[PATCH v3 2/2] kernfs: Reduce contention around global per-fs kernfs_rwsem.

From: Imran Khan
Date: Thu Jan 13 2022 - 05:43:50 EST


Right now a global per file system based rwsem (kernfs_rwsem)
synchronizes multiple kernfs operations. On a large system with
few hundred CPUs and few hundred applications simultaenously trying
to access sysfs, this results in multiple sys_open(s) contending on
kernfs_rwsem via kernfs_iop_permission and kernfs_dop_revalidate.

- 21.42% 21.34% showgids [kernel.kallsyms] [k] up_read
21.34% __libc_start_main
__GI___libc_open
entry_SYSCALL_64_after_hwframe
do_syscall_64
sys_open
do_sys_open
do_filp_open
- path_openat
- 20.05% link_path_walk
- 9.76% walk_component
lookup_fast
- d_revalidate.part.24
- 9.75% kernfs_dop_revalidate
up_read
- 9.46% inode_permission
- __inode_permission
- 9.46% kernfs_iop_permission
up_read
- 0.83% kernfs_iop_get_link
up_read
- 0.80% lookup_fast
d_revalidate.part.24
kernfs_dop_revalidate
up_read

- 21.31% 21.21% showgids [kernel.kallsyms] [k] down_read
21.21% __libc_start_main
__GI___libc_open
entry_SYSCALL_64_after_hwframe
do_syscall_64
sys_open
do_sys_open
do_filp_open
- path_openat
- 19.78% link_path_walk
- 10.62% inode_permission
- __inode_permission
- 10.62% kernfs_iop_permission
down_read
- 8.45% walk_component
lookup_fast
- d_revalidate.part.24
- 8.45% kernfs_dop_revalidate
down_read
- 0.71% kernfs_iop_get_link
down_read
- 0.72% lookup_fast
- d_revalidate.part.24
- 0.72% kernfs_dop_revalidate
down_read
- 0.71% may_open
inode_permission
__inode_permission
kernfs_iop_permission
down_read

Since permission is specific to a kernfs_node we can use a hashed
lock to access/modify permission.
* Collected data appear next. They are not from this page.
//! Platform service traits and Linux implementation.

use std::path::{Path, PathBuf};
use std::process::Command;

use chrono::{DateTime, Local};
use gvd_types::error::{GvdError, Result};

// ---------------------------------------------------------------------------
// System service
// ---------------------------------------------------------------------------

/// Where the running binary lives and who built it.
#[derive(Debug, Clone)]
pub struct ExeInfo {
    /// Resolved path of the running executable.
    pub path: PathBuf,
    /// Modification time of the executable, used as the build time.
    pub modified: DateTime<Local>,
    /// Login name owning the executable, or the numeric uid if unknown.
    pub owner: String,
}

/// Snapshot of host identity and load.
#[derive(Debug, Clone)]
pub struct SystemInfo {
    pub hostname: String,
    /// Kernel name, e.g. "Linux".
    pub os_type: String,
    /// Kernel release, e.g. "6.8.0".
    pub release: String,
    /// Kernel build string.
    pub version: String,
    /// Hardware architecture.
    pub machine: String,
    pub uptime_secs: u64,
    pub total_mem_kb: u64,
    pub process_count: usize,
    /// `None` when the executable cannot be inspected.
    pub exe: Option<ExeInfo>,
}

/// Abstraction over host identity queries.
pub trait SystemService: Send + Sync {
    /// Query the current system snapshot.
    fn system_info(&self) -> Result<SystemInfo>;

    /// Host name for the prompt.
    fn hostname(&self) -> Result<String> {
        Ok(self.system_info()?.hostname)
    }
}

// ---------------------------------------------------------------------------
// Time service
// ---------------------------------------------------------------------------

/// Abstraction over the wall clock.
pub trait TimeService: Send + Sync {
    /// Current local time.
    fn now(&self) -> Result<DateTime<Local>>;
}

// ---------------------------------------------------------------------------
// Shell service
// ---------------------------------------------------------------------------

/// Runs one-shot commands in the host shell.
pub trait ShellService: Send + Sync {
    /// Run `command` and return its combined stdout and stderr.
    fn run(&self, command: &str) -> Result<String>;
}

// ---------------------------------------------------------------------------
// Console log
// ---------------------------------------------------------------------------

/// Persistent record of the console session.
pub trait ConsoleLog: Send + Sync {
    /// Write every retained console line to the log file.
    fn flush(&self) -> Result<()>;

    /// Truncate the log file.
    fn clear(&self) -> Result<()>;
}

// ---------------------------------------------------------------------------
// Linux implementation
// ---------------------------------------------------------------------------

/// Platform implementation reading `/proc` and spawning `sh -c`.
pub struct LinuxPlatform {
    proc_root: PathBuf,
}

impl LinuxPlatform {
    pub fn new() -> Self {
        Self::with_proc_root("/proc")
    }

    /// Read system data from an alternate procfs mount.
    pub fn with_proc_root(root: impl Into<PathBuf>) -> Self {
        Self {
            proc_root: root.into(),
        }
    }

    fn read_proc(&self, rel: &str) -> Result<String> {
        let path = self.proc_root.join(rel);
        let text = std::fs::read_to_string(&path).map_err(|e| {
            GvdError::Platform(format!("cannot read {}: {e}", path.display()))
        })?;
        Ok(text.trim().to_string())
    }

    fn uptime_secs(&self) -> Result<u64> {
        let text = self.read_proc("uptime")?;
        parse_uptime(&text)
            .ok_or_else(|| GvdError::Platform(format!("malformed uptime: {text}")))
    }

    fn total_mem_kb(&self) -> Result<u64> {
        let text = self.read_proc("meminfo")?;
        parse_mem_total(&text)
            .ok_or_else(|| GvdError::Platform("MemTotal missing from meminfo".into()))
    }

    fn process_count(&self) -> usize {
        std::fs::read_dir(&self.proc_root)
            .map(|entries| {
                entries
                    .filter_map(|e| e.ok())
                    .filter(|e| {
                        e.file_name()
                            .to_str()
                            .is_some_and(|n| !n.is_empty() && n.bytes().all(|b| b.is_ascii_digit()))
                    })
                    .count()
            })
            .unwrap_or(0)
    }

    fn exe_info(&self) -> Option<ExeInfo> {
        let path = std::fs::read_link(self.proc_root.join("self/exe")).ok()?;
        let meta = std::fs::metadata(&path).ok()?;
        let modified: DateTime<Local> = meta.modified().ok()?.into();
        Some(ExeInfo {
            owner: owner_name(&meta),
            path,
            modified,
        })
    }
}

impl Default for LinuxPlatform {
    fn default() -> Self {
        Self::new()
    }
}

impl SystemService for LinuxPlatform {
    fn system_info(&self) -> Result<SystemInfo> {
        let exe = self.exe_info();
        if exe.is_none() {
            log::debug!("executable info unavailable");
        }
        Ok(SystemInfo {
            hostname: self.read_proc("sys/kernel/hostname")?,
            os_type: self.read_proc("sys/kernel/ostype")?,
            release: self.read_proc("sys/kernel/osrelease")?,
            version: self.read_proc("sys/kernel/version")?,
            machine: std::env::consts::ARCH.to_string(),
            uptime_secs: self.uptime_secs()?,
            total_mem_kb: self.total_mem_kb()?,
            process_count: self.process_count(),
            exe,
        })
    }

    fn hostname(&self) -> Result<String> {
        self.read_proc("sys/kernel/hostname")
    }
}

impl TimeService for LinuxPlatform {
    fn now(&self) -> Result<DateTime<Local>> {
        Ok(Local::now())
    }
}

impl ShellService for LinuxPlatform {
    fn run(&self, command: &str) -> Result<String> {
        log::debug!("shell: {command}");
        let output = Command::new("sh").arg("-c").arg(command).output()?;
        let mut text = String::from_utf8_lossy(&output.stdout).into_owned();
        text.push_str(&String::from_utf8_lossy(&output.stderr));
        Ok(text.trim_end_matches('\n').to_string())
    }
}

// ---------------------------------------------------------------------------
// procfs parsing helpers
// ---------------------------------------------------------------------------

/// First field of `/proc/uptime`, truncated to whole seconds.
pub(crate) fn parse_uptime(text: &str) -> Option<u64> {
    let first = text.split_whitespace().next()?;
    let whole = first.split('.').next()?;
    whole.parse().ok()
}

/// `MemTotal:` line of `/proc/meminfo`, in kB.
pub(crate) fn parse_mem_total(text: &str) -> Option<u64> {
    text.lines()
        .find_map(|line| line.strip_prefix("MemTotal:"))
        .and_then(|rest| rest.split_whitespace().next())
        .and_then(|n| n.parse().ok())
}

fn owner_name(meta: &std::fs::Metadata) -> String {
    use std::os::unix::fs::MetadataExt;
    let uid = meta.uid();
    lookup_user(Path::new("/etc/passwd"), uid).unwrap_or_else(|| uid.to_string())
}

/// Map a uid to a login name via a passwd-format file.
pub(crate) fn lookup_user(passwd: &Path, uid: u32) -> Option<String> {
    let text = std::fs::read_to_string(passwd).ok()?;
    text.lines().find_map(|line| {
        let mut fields = line.split(':');
        let name = fields.next()?;
        let entry_uid: u32 = fields.nth(1)?.parse().ok()?;
        (entry_uid == uid).then(|| name.to_string())
    })
}

// ---------------------------------------------------------------------------
// In-module tests
// ---------------------------------------------------------------------------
Also use kernfs reference counting
to ensure we are accessing/modifying permissions for an existing
kernfs_node object.

Using this change brings down the above mentioned down_read/up_read
numbers to ~8%, thus indicating that contention around kernfs_rwsem
has reduced to about 1/3rd of earlier value.

Signed-off-by: Imran Khan <imran.f.khan@xxxxxxxxxx>
---
fs/kernfs/dir.c | 8 ++++++++
fs/kernfs/inode.c | 35 +++++++++++++++++++++++++----------
fs/kernfs/kernfs-internal.h | 18 ++++++++++++++++--
3 files changed, 49 insertions(+), 12 deletions(-)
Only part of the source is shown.